The methodology underpinning Show-o encompasses several critical components:

Tokenization and Input Formatting

The model utilizes both text and image tokenizers to convert input data into discrete tokens. This allows for a unified processing framework that coherently handles various modalities. A unified prompting strategy ensures that different types of input data are formatted into structured sequences.

Omni-Attention Mechanism

Central to Show-o's architecture is the omni-attention mechanism, which adaptively employs causal attention for text tokens and full attention for image tokens within a unified sequence. This mixed-attention strategy enables efficient and coherent processing of multimodal data.

Training Objectives

Show-o is trained using a combination of Next Token Prediction (NTP) and Mask Token Prediction (MTP) objectives. This training regime ensures that the model can perform both autoregressive next-token generation and discrete diffusion for masked token prediction, thereby facilitating both multimodal understanding and generation tasks.

Multi-Stage Training Pipeline

The training pipeline is designed to progressively and effectively align the model for multimodal tasks. The stages include:

  1. Initial pre-training on image token embedding and pixel dependency learning.
  2. Image-text alignment for multimodal tasks.
  3. Fine-tuning with high-quality datasets for specific multimodal tasks.

Experimental Results

Multimodal Understanding: When benchmarked against state-of-the-art models such as LLaVA-v1.5, InstructBLIP, and mPLUG-Owl2, Show-o achieves competitive or superior results across metrics including POPE, MME, Flickr30k, and VQAv2.
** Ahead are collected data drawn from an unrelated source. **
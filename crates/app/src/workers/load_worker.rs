use std::path::PathBuf;
use std::sync::mpsc;

use vslice_media::FrameStore;

pub struct LoadRequest {
    pub generation: u64,
    pub path: PathBuf,
    pub budget_bytes: usize,
}

pub struct LoadResult {
    pub generation: u64,
    pub path: PathBuf,
    pub outcome: Result<FrameStore, String>,
}

pub struct LoadWorkerChannels {
    pub req_tx: mpsc::Sender<LoadRequest>,
    pub result_rx: mpsc::Receiver<LoadResult>,
}

/// Spawns the decode worker. Requests coalesce to the most recent one so a
/// burst of re-opens only decodes the newest path; the generation tag lets
/// the engine discard completions that a later open has superseded.
pub fn spawn_load_worker() -> LoadWorkerChannels {
    let (req_tx, req_rx) = mpsc::channel::<LoadRequest>();
    let (result_tx, result_rx) = mpsc::channel::<LoadResult>();

    std::thread::spawn(move || loop {
        let Ok(mut req) = req_rx.recv() else {
            return;
        };
        while let Ok(next) = req_rx.try_recv() {
            req = next;
        }

        let outcome = FrameStore::load(&req.path, req.budget_bytes);
        let _ = result_tx.send(LoadResult {
            generation: req.generation,
            path: req.path,
            outcome,
        });
    });

    LoadWorkerChannels { req_tx, result_rx }
}
/// Display-driven tick rate the runner advances the engine at.
pub const TICK_RATE_HZ: f64 = 60.0;

/// Default decode budget. Frames are kept at source resolution, so this
/// mostly dictates the sampling rate for long sources.
pub const DEFAULT_BUDGET_BYTES: usize = 768 * 1024 * 1024;
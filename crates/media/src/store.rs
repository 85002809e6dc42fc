use std::path::Path;

use log::{info, warn};

use crate::decoder::SequentialDecoder;
use crate::metadata;

/// Floor on the sampling rate so even very long sources keep enough
/// temporal resolution to feel like video.
pub const MIN_SAMPLE_FPS: f64 = 5.0;

/// Assumed source rate when the container does not report one.
pub const DEFAULT_NOMINAL_FPS: f64 = 30.0;

const FALLBACK_RESOLUTION: (u32, u32) = (640, 360);

/// A single decoded, upright BGRA frame.
#[derive(Debug, Clone)]
pub struct Frame {
    pub pts_seconds: f64,
    pub width: u32,
    pub height: u32,
    pub bgra: Vec<u8>,
}

/// Time-indexed, memory-bounded frame sequence for one source video.
///
/// Populated once by `load` on a worker thread and frozen afterwards;
/// readers only ever see a complete store. Timestamps are strictly
/// increasing, enforced by temporal thinning during decode.
pub struct FrameStore {
    frames: Vec<Frame>,
    duration_seconds: f64,
}

impl FrameStore {
    /// Decodes `path` into a store whose retained frames fit inside
    /// `budget_bytes`.
    ///
    /// The budget bounds the sampling rate, not the image size: frames are
    /// kept at source resolution and dropped in time instead. A mid-stream
    /// decode failure after at least one retained frame still yields a
    /// usable (truncated) store; only a zero-frame result is an error.
    pub fn load(path: &Path, budget_bytes: usize) -> Result<FrameStore, String> {
        let meta = metadata::probe(path);
        if !meta.has_video {
            return Err(format!("no video track in {}", path.display()));
        }

        let (width, height) = meta.resolution.unwrap_or(FALLBACK_RESOLUTION);
        let bytes_per_frame = (width as usize) * (height as usize) * 4;
        let max_frames = (budget_bytes / bytes_per_frame.max(1)).max(1);
        let nominal_fps = meta.fps.unwrap_or(DEFAULT_NOMINAL_FPS);
        let container_duration = meta.duration.unwrap_or(0.0);

        let rate = target_sample_rate(nominal_fps, container_duration, max_frames);
        let min_gap = 1.0 / rate;
        info!(
            "loading {}: {}x{} nominal {:.2} fps, sampling at {:.2} fps (cap {} frames)",
            path.display(),
            width,
            height,
            nominal_fps,
            rate,
            max_frames
        );

        let mut decoder = SequentialDecoder::open(path)?;
        let mut frames: Vec<Frame> = Vec::new();
        let mut last_kept: Option<f64> = None;

        while let Some(frame) = decoder.next_frame() {
            if !keep_frame(last_kept, frame.pts_seconds, min_gap) {
                continue;
            }
            last_kept = Some(frame.pts_seconds);
            frames.push(frame);
            // Safety valve; the rate computation should keep this from
            // ever firing.
            if frames.len() > max_frames {
                frames.remove(0);
            }
        }

        if frames.is_empty() {
            return Err(format!("decoded zero frames from {}", path.display()));
        }

        let last_pts = frames.last().map(|f| f.pts_seconds).unwrap_or(0.0);
        let duration_seconds = container_duration.max(last_pts);
        if last_pts + min_gap < container_duration {
            warn!(
                "{}: decode stopped at {:.2}s of {:.2}s, keeping partial result",
                path.display(),
                last_pts,
                container_duration
            );
        }
        info!(
            "loaded {} frames from {} ({:.2}s)",
            frames.len(),
            path.display(),
            duration_seconds
        );

        Ok(FrameStore::from_frames(frames, duration_seconds))
    }

    /// Wraps an already-decoded frame sequence. Timestamps must be
    /// strictly increasing.
    pub fn from_frames(frames: Vec<Frame>, duration_seconds: f64) -> Self {
        debug_assert!(frames
            .windows(2)
            .all(|w| w[0].pts_seconds < w[1].pts_seconds));
        let last_pts = frames.last().map(|f| f.pts_seconds).unwrap_or(0.0);
        Self {
            frames,
            duration_seconds: duration_seconds.max(last_pts),
        }
    }

    /// Index of the first frame at or after `time_seconds`, falling back
    /// to the last frame past end of media.
    pub fn frame_at_or_after(&self, time_seconds: f64) -> usize {
        let idx = self
            .frames
            .partition_point(|f| f.pts_seconds < time_seconds);
        idx.min(self.frames.len().saturating_sub(1))
    }

    pub fn frame(&self, index: usize) -> &Frame {
        &self.frames[index]
    }

    pub fn len(&self) -> usize {
        self.frames.len()
    }

    pub fn is_empty(&self) -> bool {
        self.frames.is_empty()
    }

    pub fn duration_seconds(&self) -> f64 {
        self.duration_seconds
    }
}

/// Sampling rate bounded below by `MIN_SAMPLE_FPS` and above by the
/// source's nominal rate, such that the estimated retained frame count
/// stays within `max_frames`.
fn target_sample_rate(nominal_fps: f64, duration_seconds: f64, max_frames: usize) -> f64 {
    let nominal = nominal_fps.max(1.0);
    if duration_seconds <= 0.0 {
        return nominal;
    }
    let budget_rate = max_frames as f64 / duration_seconds;
    budget_rate.clamp(MIN_SAMPLE_FPS.min(nominal), nominal)
}

/// Temporal thinning: retain only frames at least `min_gap` after the last
/// kept one. Irregular if the source drops frames, but monotonic.
fn keep_frame(last_kept: Option<f64>, pts_seconds: f64, min_gap: f64) -> bool {
    match last_kept {
        None => true,
        Some(last) => pts_seconds >= last + min_gap,
    }
}

#[cfg(test)]
mod tests {
    use super::*;

    fn frame(pts: f64) -> Frame {
        Frame {
            pts_seconds: pts,
            width: 2,
            height: 2,
            bgra: vec![0; 16],
        }
    }

    #[test]
    fn thinning_keeps_monotonic_spacing() {
        let min_gap = 0.1;
        let mut kept = Vec::new();
        let mut last: Option<f64> = None;
        // Irregular source timing, including a burst and a gap.
        for pts in [0.0, 0.02, 0.05, 0.11, 0.12, 0.35, 0.36, 0.9] {
            if keep_frame(last, pts, min_gap) {
                last = Some(pts);
                kept.push(pts);
            }
        }
        assert_eq!(kept, vec![0.0, 0.11, 0.35, 0.9]);
        assert!(kept.windows(2).all(|w| w[1] - w[0] >= min_gap));
    }

    #[test]
    fn sample_rate_is_budget_bounded() {
        // 10 minute source, room for 600 frames -> 1 fps raw, floored at 5.
        assert_eq!(target_sample_rate(30.0, 600.0, 600), 5.0);
        // Plenty of budget -> nominal rate.
        assert_eq!(target_sample_rate(24.0, 10.0, 100_000), 24.0);
        // Tight budget on a short clip stays between the bounds.
        let r = target_sample_rate(30.0, 100.0, 1_000);
        assert!((5.0..=30.0).contains(&r));
        // Slow sources are never upsampled past nominal.
        assert_eq!(target_sample_rate(3.0, 10.0, 100_000), 3.0);
    }

    #[test]
    fn frame_lookup_is_at_or_after() {
        let store = FrameStore::from_frames(
            (0..=60).map(|i| frame(i as f64 / 30.0)).collect(),
            2.0,
        );
        assert_eq!(store.frame_at_or_after(0.0), 0);
        let idx = store.frame_at_or_after(0.5);
        assert!(store.frame(idx).pts_seconds >= 0.5);
        assert!(store.frame(idx - 1).pts_seconds < 0.5);
        // Past end of media falls back to the last frame.
        assert_eq!(store.frame_at_or_after(99.0), store.len() - 1);
    }

    #[test]
    fn duration_prefers_last_pts_when_container_lies() {
        let store = FrameStore::from_frames(vec![frame(0.0), frame(3.5)], 2.0);
        assert_eq!(store.duration_seconds(), 3.5);
    }
}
Visual Generation: On the MSCOCO benchmark, Show-o outperforms several larger models in terms of zero-shot FID, highlighting its efficacy in generation tasks. Similar competitive performance is evidenced on the GenEval benchmark across dimensions of object composition, color attributes, and scene positioning.

Mixed-Modality Generation: Show-o extends its capabilities to mixed-modality generation, producing consistent video keyframes conditioned on textual descriptions. This provides a promising approach for long-form video generation applications.

Implications and Future Work

The integration of autoregressive and diffusion modeling within a unified transformer architecture paves the way for more versatile and efficient multimodal models. The ability to handle a wide array of vision-language tasks within a single model holds significant practical value, particularly for applications requiring consistent and coherent output across different modalities.

Future work could focus on scaling the model further to enhance performance and explore the potential of Show-o in more complex multimodal scenarios, such as continuous video generation and interactive multimodal systems.

Conclusion

Show-o represents a significant step towards unified multimodal models, demonstrating that a single transformer can effectively handle both understanding and generation tasks. The novel integration of autoregressive and discrete diffusion modeling within this framework paves the way for more efficient and versatile multimodal systems, potentially setting a new foundation for future advancements in this domain.